Finalmente, o comunicado da Imigração
O jornalista relata que faltando apenas um dia para vencer o visto de turista da Sofia chegou o cartão com a resposta. Foi em 30 de março.
“Ainda penso ‘será que estou sonhando’. Ainda estou vivendo essa realidade com a qual não estou acostumada. Sofia está muito feliz por poder ir à escola e está cheia de expectativas”, contou Lorena. A Imigração concedeu 1 ano de visto de permanência para a menina.
Após um ano, elas terão que solicitar novamente a renovação do status de residência. Além disso, voltarão os dias tensos com o medo da separação.
“Se o casamento homoafetivo fosse reconhecido e aceito no Japão, acho que não teríamos que passar por tanto sofrimento e humilhação. Acredito que todos deveríamos ter os mesmos direitos, sem discriminação da raça, cor, religião ou orientação sexual. Somos todos seres humanos e não somos diferentes de uma família considerada ‘normal’”, desabafa Lorena.
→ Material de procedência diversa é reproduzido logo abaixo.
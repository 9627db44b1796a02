//! Configuration loader

use config::{Config, Environment, File};
use std::path::Path;

use super::types::AppConfig;
use crate::common::errors::ConfigError;

/// Load configuration from file and environment variables
///
/// Priority (highest to lowest):
/// 1. Environment variables (prefixed with APP_)
/// 2. Configuration file (TOML format)
/// 3. Default values
pub fn load_config(config_path: Option<&str>) -> Result<AppConfig, ConfigError> {
    // .env is optional
    dotenvy::dotenv().ok();

    let mut builder = Config::builder();

    if let Some(path) = config_path {
        if Path::new(path).exists() {
            builder = builder.add_source(File::with_name(path).required(false));
        }
    }

    builder = builder.add_source(
        Environment::with_prefix("APP")
            .separator("__")
            .try_parsing(true),
    );

    let config = builder
        .build()
        .map_err(|e| ConfigError::Invalid(e.to_string()))?;

    config
        .try_deserialize()
        .map_err(|e| ConfigError::Invalid(e.to_string()))
}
“Somos uma família normal, como qualquer outra. Queremos estar juntas como uma família. Isso é tudo”, pontuou Letícia.
O que diz a Imigração
O jornalista da NHK perguntou para a Agência de Serviços de Imigração sobre como são tratados os casos de união estável e enteados. “Se for comprovado que há um histórico de apoio a uma criança e há necessidade de custódia e criação, é reconhecida a permissão para entrar e permanecer no Japão”. Na verdade, Sofia foi autorizada a ficar. No entanto, pelo período foi de 1 ano, em vez dos 5 anos. Com relação ao futuro, o porta-voz entrevistado disse que “neste momento não há plano específico sobre os enteados”.
Se o sistema não mudar, as famílias com enteados como Sofia continuarão com grande ansiedade. Tanto no exterior quanto no Japão, existem várias formas de pensar sobre o casamento, e há muita discussão sobre isso. “Esperemos por uma discussão mais aprofundada”, avaliou o jornalista.